I bet almost everybody has heard the real estate industry talk about it being a buyer’s market or a seller’s market in real estate. But what does this actually mean?
Simply put, if there are lots of people who need/want to buy a home but fewer people interested in selling their homes there ends up being not enough homes available, so prices start to increase. This favours the sellers and therefore, this is what is called a seller’s market. Of course, there are always more factors involved, but for the most part it is a simple supply/demand formula.
So, opposing the above, when there are more interested sellers and fewer interested buyers, the supply/demand favours the buyers, so Voila! We have just revealed the secret of a buyer’s market.
When we use the same understanding and relate it to the stock market/mutual fund world, we have been experiencing the same type phenomenon where there are more interested sellers and fewer interested buyers. Oftentimes this activity is created by investors who view the stock market as a short term investment playground, rather than a longer term investment strategy. Short term thinking is affected by economic news, world politics, and any type of “bad news” that circulates and puts fear into one’s emotional psyche. Let’s call them the sellers.
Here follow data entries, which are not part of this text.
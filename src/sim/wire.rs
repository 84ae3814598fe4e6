//! Wire geometry
//!
//! A wire is a polyline from an output port to an input port:
//! - path[0]: start (output port)
//! - path[1..len-1]: bend points (at most `MAX_BENDS`)
//! - path[len-1]: end (input port)
//!
//! The total length is cached and recomputed whenever the path changes.

use glam::Vec2;
use serde::{Deserialize, Serialize};

use crate::consts::MAX_BENDS;
use crate::polyline_length;

/// Stable wire handle
#[derive(Debug, Clone, Copy, PartialEq, Eq, PartialOrd, Ord, Hash, Serialize, Deserialize)]
#[serde(transparent)]
pub struct WireId(pub u32);

/// A wire between two ports
#[derive(Debug, Clone, PartialEq, Serialize, Deserialize)]
pub struct Wire {
    pub id: WireId,
    path: Vec<Vec2>,
    length: f32,
}

impl Wire {
    pub fn new(id: WireId, start: Vec2, end: Vec2) -> Self {
        Self {
            id,
            path: vec![start, end],
            length: start.distance(end),
        }
    }

    #[inline]
    pub fn path(&self) -> &[Vec2] {
        &self.path
    }

    /// Cached total length
    #[inline]
    pub fn length(&self) -> f32 {
        self.length
    }

    #[inline]
    pub fn start(&self) -> Vec2 {
        self.path[0]
    }

    #[inline]
    pub fn end(&self) -> Vec2 {
        self.path[self.path.len() - 1]
    }

    pub fn bends(&self) -> usize {
        self.path.len().saturating_sub(2)
    }

    pub fn segment_count(&self) -> usize {
        self.path.len().saturating_sub(1)
    }

    /// Endpoints of a segment, if it exists
    pub fn segment(&self, index: usize) -> Option<(Vec2, Vec2)> {
        if index + 1 < self.path.len() {
            Some((self.path[index], self.path[index + 1]))
        } else {
            None
        }
    }

    /// Unit direction of a segment (zero for degenerate or missing segments)
    pub fn segment_dir(&self, index: usize) -> Vec2 {
        self.segment(index)
            .map(|(a, b)| (b - a).normalize_or_zero())
            .unwrap_or(Vec2::ZERO)
    }

    pub fn is_last_segment(&self, index: usize) -> bool {
        index + 1 >= self.segment_count()
    }

    /// Length the wire would have with `point` inserted into `segment`
    pub fn length_with_bend(&self, segment: usize, point: Vec2) -> Option<f32> {
        let (a, b) = self.segment(segment)?;
        Some(self.length - a.distance(b) + a.distance(point) + point.distance(b))
    }

    /// Split `segment` at `point`. Callers check `MAX_BENDS` and the segment range.
    pub(crate) fn insert_bend(&mut self, segment: usize, point: Vec2) {
        debug_assert!(self.bends() < MAX_BENDS);
        debug_assert!(segment < self.segment_count());
        self.path.insert(segment + 1, point);
        self.recompute_length();
    }

    /// Check a wire decoded from a save and refresh its cached length
    pub(crate) fn revalidate(&mut self) -> Result<(), String> {
        if self.path.len() < 2 {
            return Err(format!("wire {} has {} path points", self.id.0, self.path.len()));
        }
        if self.bends() > MAX_BENDS {
            return Err(format!("wire {} has {} bends", self.id.0, self.bends()));
        }
        if !self.path.iter().all(|p| p.is_finite()) {
            return Err(format!("wire {} has a non-finite point", self.id.0));
        }
        self.recompute_length();
        Ok(())
    }

    fn recompute_length(&mut self) {
        self.length = polyline_length(&self.path);
    }
}

#[cfg(test)]
mod tests {
    use super::*;

    #[test]
    fn test_straight_wire() {
        let w = Wire::new(WireId(1), Vec2::ZERO, Vec2::new(30.0, 40.0));
        assert_eq!(w.length(), 50.0);
        assert_eq!(w.bends(), 0);
        assert_eq!(w.segment_count(), 1);
        assert!(w.is_last_segment(0));
        assert!(w.segment(1).is_none());
    }

    #[test]
    fn test_bend_recomputes_length() {
        let mut w = Wire::new(WireId(1), Vec2::ZERO, Vec2::new(100.0, 0.0));
        let predicted = w.length_with_bend(0, Vec2::new(50.0, 50.0)).unwrap();
        w.insert_bend(0, Vec2::new(50.0, 50.0));
        assert_eq!(w.bends(), 1);
        assert_eq!(w.path()[1], Vec2::new(50.0, 50.0));
        assert!((w.length() - predicted).abs() < 1e-3);
        assert!((w.length() - 2.0 * 50.0 * 2f32.sqrt()).abs() < 1e-3);
        assert!(!w.is_last_segment(0));
    }

    #[test]
    fn test_segment_dir() {
        let w = Wire::new(WireId(1), Vec2::new(10.0, 10.0), Vec2::new(10.0, 0.0));
        assert_eq!(w.segment_dir(0), Vec2::new(0.0, -1.0));
        assert_eq!(w.segment_dir(5), Vec2::ZERO);
    }

    #[test]
    fn test_revalidate() {
        let mut w = Wire::new(WireId(1), Vec2::ZERO, Vec2::new(3.0, 4.0));
        w.length = 1.0;
        assert!(w.revalidate().is_ok());
        assert_eq!(w.length(), 5.0);

        w.path.truncate(1);
        assert_eq!(w.bends(), 0);
        assert!(w.revalidate().is_err());

        let mut w = Wire::new(WireId(2), Vec2::ZERO, Vec2::new(100.0, 0.0));
        w.path.splice(1..1, [Vec2::new(10.0, 1.0), Vec2::new(20.0, 1.0), Vec2::new(30.0, 1.0), Vec2::new(40.0, 1.0)]);
        assert!(w.revalidate().is_err());
    }
}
But the long term investors realize that when they invest in quality businesses, they continue to enjoy the dividends and growth that follow all good businesses over the long haul (i.e. when the stock market declines in value, we all still use the banks, utilities companies and we all still buy groceries). So these long term thinkers, including professional money managers, are quite happy when there is a stock market correction to enable them to use their cash holdings to buy good quality investments at a discount (due to lower stock market values). Today, long term investors are excited and buyers of additional investments.
I can assure you that good quality investment management is currently acting in your best interests by taking advantage of the buyers’ market currently on display. So I suggest that if your personal circumstances have not changed since your last visit with your financial advisor, please feel confident to maintain your investments and if you have more money to invest for the long term, the time to do it is when stock markets are in decline. That’s right; as long as prices remain lower for now, we are in a buyers’ market.